PROVIDED RECORDS:
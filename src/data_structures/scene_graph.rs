//! Scene graph and hierarchical scene organization.
//!
//! A [`Scene`] owns its [`SceneObject`]s, sorts them into ordered [`Layer`]s and
//! keeps the parent/child tree between them. Objects are moved into exactly one
//! scene and cannot be cloned, so membership stays exclusive.
//!
//! Reading a scene is unrestricted. Structural edits go through a
//! [`SceneManipulator`](crate::mutation::SceneManipulator) inside a mutation, which
//! journals every edit so a failing mutation can be rolled back.

use std::{
    collections::{BTreeMap, HashMap, HashSet},
    fmt,
    sync::atomic::{AtomicU64, Ordering},
};

use cgmath::{EuclideanSpace, Point3};

use crate::{
    animation::{SequenceState, Sequencer},
    camera::Camera,
    data_structures::{
        bounding_box::{BoundingBox, BoundingBoxBuilder},
        instance::Instance,
    },
    error::Result,
    resources::ResourceKey,
};

/// Every scene starts with this layer at order `0`; it cannot be removed.
pub const DEFAULT_LAYER: &str = "default";

static NEXT_OBJECT_ID: AtomicU64 = AtomicU64::new(1);

#[derive(Debug, Clone, Copy, PartialEq, Eq, Hash, PartialOrd, Ord)]
pub struct ObjectId(u64);

impl ObjectId {
    fn next() -> Self {
        Self(NEXT_OBJECT_ID.fetch_add(1, Ordering::Relaxed))
    }

    pub fn get(&self) -> u64 {
        self.0
    }
}

impl fmt::Display for ObjectId {
    fn fmt(&self, f: &mut fmt::Formatter<'_>) -> fmt::Result {
        write!(f, "#{}", self.0)
    }
}

/// Linear RGBA colour.
#[derive(Debug, Clone, Copy, PartialEq)]
pub struct Color {
    pub r: f32,
    pub g: f32,
    pub b: f32,
    pub a: f32,
}

impl Color {
    pub const TRANSPARENT: Self = Self::rgba(0.0, 0.0, 0.0, 0.0);
    pub const BLACK: Self = Self::rgba(0.0, 0.0, 0.0, 1.0);
    pub const WHITE: Self = Self::rgba(1.0, 1.0, 1.0, 1.0);
    pub const RED: Self = Self::rgba(1.0, 0.0, 0.0, 1.0);
    pub const GREEN: Self = Self::rgba(0.0, 1.0, 0.0, 1.0);
    pub const BLUE: Self = Self::rgba(0.0, 0.0, 1.0, 1.0);

    pub const fn rgba(r: f32, g: f32, b: f32, a: f32) -> Self {
        Self { r, g, b, a }
    }

    pub fn to_array(&self) -> [f32; 4] {
        [self.r, self.g, self.b, self.a]
    }
}

impl Default for Color {
    fn default() -> Self {
        Self::WHITE
    }
}

/// A node of the scene graph.
///
/// Build objects with the `with_*` methods, then add them to a scene through a
/// mutation. Once added, the hierarchy (parent, children, layer, resources) can
/// only change through the manipulator; the remaining properties may also be
/// changed by animation callbacks.
#[derive(Debug)]
pub struct SceneObject {
    id: ObjectId,
    name: String,
    local: Instance,
    pub(crate) world: Instance,
    color: Color,
    visible: bool,
    pub(crate) world_visible: bool,
    pub(crate) parent: Option<ObjectId>,
    pub(crate) children: Vec<ObjectId>,
    pub(crate) layer: String,
    pub(crate) resources: Vec<ResourceKey>,
}

impl SceneObject {
    pub fn new(name: impl Into<String>) -> Self {
        Self {
            id: ObjectId::next(),
            name: name.into(),
            local: Instance::new(),
            world: Instance::new(),
            color: Color::WHITE,
            visible: true,
            world_visible: true,
            parent: None,
            children: Vec::new(),
            layer: DEFAULT_LAYER.to_string(),
            resources: Vec::new(),
        }
    }

    pub fn with_transform(mut self, local: Instance) -> Self {
        self.world = local.clone();
        self.local = local;
        self
    }

    pub fn with_color(mut self, color: Color) -> Self {
        self.color = color;
        self
    }

    pub fn with_resource(mut self, key: ResourceKey) -> Self {
        if !self.resources.contains(&key) {
            self.resources.push(key);
        }
        self
    }

    pub fn on_layer(mut self, layer: impl Into<String>) -> Self {
        self.layer = layer.into();
        self
    }

    pub fn hidden(mut self) -> Self {
        self.visible = false;
        self.world_visible = false;
        self
    }

    pub fn id(&self) -> ObjectId {
        self.id
    }

    pub fn name(&self) -> &str {
        &self.name
    }

    pub fn set_name(&mut self, name: impl Into<String>) {
        self.name = name.into();
    }

    /// Transform relative to the parent.
    pub fn local_transform(&self) -> &Instance {
        &self.local
    }

    pub fn set_local_transform(&mut self, local: Instance) {
        self.local = local;
    }

    /// Transform in scene space as of the last world transform pass.
    pub fn world_transform(&self) -> &Instance {
        &self.world
    }

    pub fn color(&self) -> Color {
        self.color
    }

    pub fn set_color(&mut self, color: Color) {
        self.color = color;
    }

    /// The object's own visibility flag.
    pub fn is_visible(&self) -> bool {
        self.visible
    }

    pub fn set_visible(&mut self, visible: bool) {
        self.visible = visible;
    }

    /// `false` if the object or any of its ancestors is hidden.
    pub fn is_world_visible(&self) -> bool {
        self.world_visible
    }

    pub fn parent(&self) -> Option<ObjectId> {
        self.parent
    }

    pub fn children(&self) -> &[ObjectId] {
        &self.children
    }

    pub fn layer(&self) -> &str {
        &self.layer
    }

    pub fn resources(&self) -> &[ResourceKey] {
        &self.resources
    }
}

/// A named group of objects rendered together.
///
/// Layers render by ascending `order`; layers with equal order render in the
/// order they were added.
#[derive(Debug)]
pub struct Layer {
    name: String,
    order: i32,
    seq: u64,
    pub(crate) members: HashSet<ObjectId>,
}

impl Layer {
    pub fn name(&self) -> &str {
        &self.name
    }

    pub fn order(&self) -> i32 {
        self.order
    }

    pub fn len(&self) -> usize {
        self.members.len()
    }

    pub fn is_empty(&self) -> bool {
        self.members.is_empty()
    }

    pub fn contains(&self, id: ObjectId) -> bool {
        self.members.contains(&id)
    }

    /// Members sorted by id.
    pub fn members(&self) -> Vec<ObjectId> {
        let mut members: Vec<_> = self.members.iter().copied().collect();
        members.sort();
        members
    }
}

/// A subtree taken out of the scene, kept so it can be put back unchanged.
pub(crate) struct DetachedSubtree {
    root: ObjectId,
    parent: Option<(ObjectId, usize)>,
    /// Pre-order, root first.
    pub(crate) objects: Vec<SceneObject>,
    animations: Vec<(ObjectId, Sequencer)>,
}

#[derive(Debug)]
pub struct Scene {
    layers: Vec<Layer>,
    next_layer_seq: u64,
    objects: BTreeMap<ObjectId, SceneObject>,
    animations: HashMap<ObjectId, Sequencer>,
    camera: Camera,
}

TASK REQUIREMENTS: Your response needs to restate the lines above exactly.

OUTPUT OF THE TASK:
filename src/data_structures/scene_graph.rs
//! Scene graph and hierarchical scene organization.
//!
//! A [`Scene`] owns its [`SceneObject`]s, sorts them into ordered [`Layer`]s and
//! keeps the parent/child tree between them. Objects are moved into exactly one
//! scene and cannot be cloned, so membership stays exclusive.
//!
//! Reading a scene is unrestricted. Structural edits go through a
//! [`SceneManipulator`](crate::mutation::SceneManipulator) inside a mutation, which
//! journals every edit so a failing mutation can be rolled back.

use std::{
    collections::{BTreeMap, HashMap, HashSet},
    fmt,
    sync::atomic::{AtomicU64, Ordering},
};

use cgmath::{EuclideanSpace, Point3};

use crate::{
    animation::{SequenceState, Sequencer},
    camera::Camera,
    data_structures::{
        bounding_box::{BoundingBox, BoundingBoxBuilder},
        instance::Instance,
    },
    error::Result,
    resources::ResourceKey,
};

/// Every scene starts with this layer at order `0`; it cannot be removed.
pub const DEFAULT_LAYER: &str = "default";

static NEXT_OBJECT_ID: AtomicU64 = AtomicU64::new(1);

#[derive(Debug, Clone, Copy, PartialEq, Eq, Hash, PartialOrd, Ord)]
pub struct ObjectId(u64);

impl ObjectId {
    fn next() -> Self {
        Self(NEXT_OBJECT_ID.fetch_add(1, Ordering::Relaxed))
    }

    pub fn get(&self) -> u64 {
        self.0
    }
}

impl fmt::Display for ObjectId {
    fn fmt(&self, f: &mut fmt::Formatter<'_>) -> fmt::Result {
        write!(f, "#{}", self.0)
    }
}

/// Linear RGBA colour.
#[derive(Debug, Clone, Copy, PartialEq)]
pub struct Color {
    pub r: f32,
    pub g: f32,
    pub b: f32,
    pub a: f32,
}

impl Color {
    pub const TRANSPARENT: Self = Self::rgba(0.0, 0.0, 0.0, 0.0);
    pub const BLACK: Self = Self::rgba(0.0, 0.0, 0.0, 1.0);
    pub const WHITE: Self = Self::rgba(1.0, 1.0, 1.0, 1.0);
    pub const RED: Self = Self::rgba(1.0, 0.0, 0.0, 1.0);
    pub const GREEN: Self = Self::rgba(0.0, 1.0, 0.0, 1.0);
    pub const BLUE: Self = Self::rgba(0.0, 0.0, 1.0, 1.0);

    pub const fn rgba(r: f32, g: f32, b: f32, a: f32) -> Self {
        Self { r, g, b, a }
    }

    pub fn to_array(&self) -> [f32; 4] {
        [self.r, self.g, self.b, self.a]
    }
}

impl Default for Color {
    fn default() -> Self {
        Self::WHITE
    }
}

/// A node of the scene graph.
///
/// Build objects with the `with_*` methods, then add them to a scene through a
/// mutation. Once added, the hierarchy (parent, children, layer, resources) can
/// only change through the manipulator; the remaining properties may also be
/// changed by animation callbacks.
#[derive(Debug)]
pub struct SceneObject {
    id: ObjectId,
    name: String,
    local: Instance,
    pub(crate) world: Instance,
    color: Color,
    visible: bool,
    pub(crate) world_visible: bool,
    pub(crate) parent: Option<ObjectId>,
    pub(crate) children: Vec<ObjectId>,
    pub(crate) layer: String,
    pub(crate) resources: Vec<ResourceKey>,
}

impl SceneObject {
    pub fn new(name: impl Into<String>) -> Self {
        Self {
            id: ObjectId::next(),
            name: name.into(),
            local: Instance::new(),
            world: Instance::new(),
            color: Color::WHITE,
            visible: true,
            world_visible: true,
            parent: None,
            children: Vec::new(),
            layer: DEFAULT_LAYER.to_string(),
            resources: Vec::new(),
        }
    }

    pub fn with_transform(mut self, local: Instance) -> Self {
        self.world = local.clone();
        self.local = local;
        self
    }

    pub fn with_color(mut self, color: Color) -> Self {
        self.color = color;
        self
    }

    pub fn with_resource(mut self, key: ResourceKey) -> Self {
        if !self.resources.contains(&key) {
            self.resources.push(key);
        }
        self
    }

    pub fn on_layer(mut self, layer: impl Into<String>) -> Self {
        self.layer = layer.into();
        self
    }

    pub fn hidden(mut self) -> Self {
        self.visible = false;
        self.world_visible = false;
        self
    }

    pub fn id(&self) -> ObjectId {
        self.id
    }

    pub fn name(&self) -> &str {
        &self.name
    }

    pub fn set_name(&mut self, name: impl Into<String>) {
        self.name = name.into();
    }

    /// Transform relative to the parent.
    pub fn local_transform(&self) -> &Instance {
        &self.local
    }

    pub fn set_local_transform(&mut self, local: Instance) {
        self.local = local;
    }

    /// Transform in scene space as of the last world transform pass.
    pub fn world_transform(&self) -> &Instance {
        &self.world
    }

    pub fn color(&self) -> Color {
        self.color
    }

    pub fn set_color(&mut self, color: Color) {
        self.color = color;
    }

    /// The object's own visibility flag.
    pub fn is_visible(&self) -> bool {
        self.visible
    }

    pub fn set_visible(&mut self, visible: bool) {
        self.visible = visible;
    }

    /// `false` if the object or any of its ancestors is hidden.
    pub fn is_world_visible(&self) -> bool {
        self.world_visible
    }

    pub fn parent(&self) -> Option<ObjectId> {
        self.parent
    }

    pub fn children(&self) -> &[ObjectId] {
        &self.children
    }

    pub fn layer(&self) -> &str {
        &self.layer
    }

    pub fn resources(&self) -> &[ResourceKey] {
        &self.resources
    }
}

/// A named group of objects rendered together.
///
/// Layers render by ascending `order`; layers with equal order render in the
/// order they were added.
#[derive(Debug)]
pub struct Layer {
    name: String,
    order: i32,
    seq: u64,
    pub(crate) members: HashSet<ObjectId>,
}

impl Layer {
    pub fn name(&self) -> &str {
        &self.name
    }

    pub fn order(&self) -> i32 {
        self.order
    }

    pub fn len(&self) -> usize {
        self.members.len()
    }

    pub fn is_empty(&self) -> bool {
        self.members.is_empty()
    }

    pub fn contains(&self, id: ObjectId) -> bool {
        self.members.contains(&id)
    }

    /// Members sorted by id.
    pub fn members(&self) -> Vec<ObjectId> {
        let mut members: Vec<_> = self.members.iter().copied().collect();
        members.sort();
        members
    }
}

/// A subtree taken out of the scene, kept so it can be put back unchanged.
pub(crate) struct DetachedSubtree {
    root: ObjectId,
    parent: Option<(ObjectId, usize)>,
    /// Pre-order, root first.
    pub(crate) objects: Vec<SceneObject>,
    animations: Vec<(ObjectId, Sequencer)>,
}

#[derive(Debug)]
pub struct Scene {
    layers: Vec<Layer>,
    next_layer_seq: u64,
    objects: BTreeMap<ObjectId, SceneObject>,
    animations: HashMap<ObjectId, Sequencer>,
    camera: Camera,
}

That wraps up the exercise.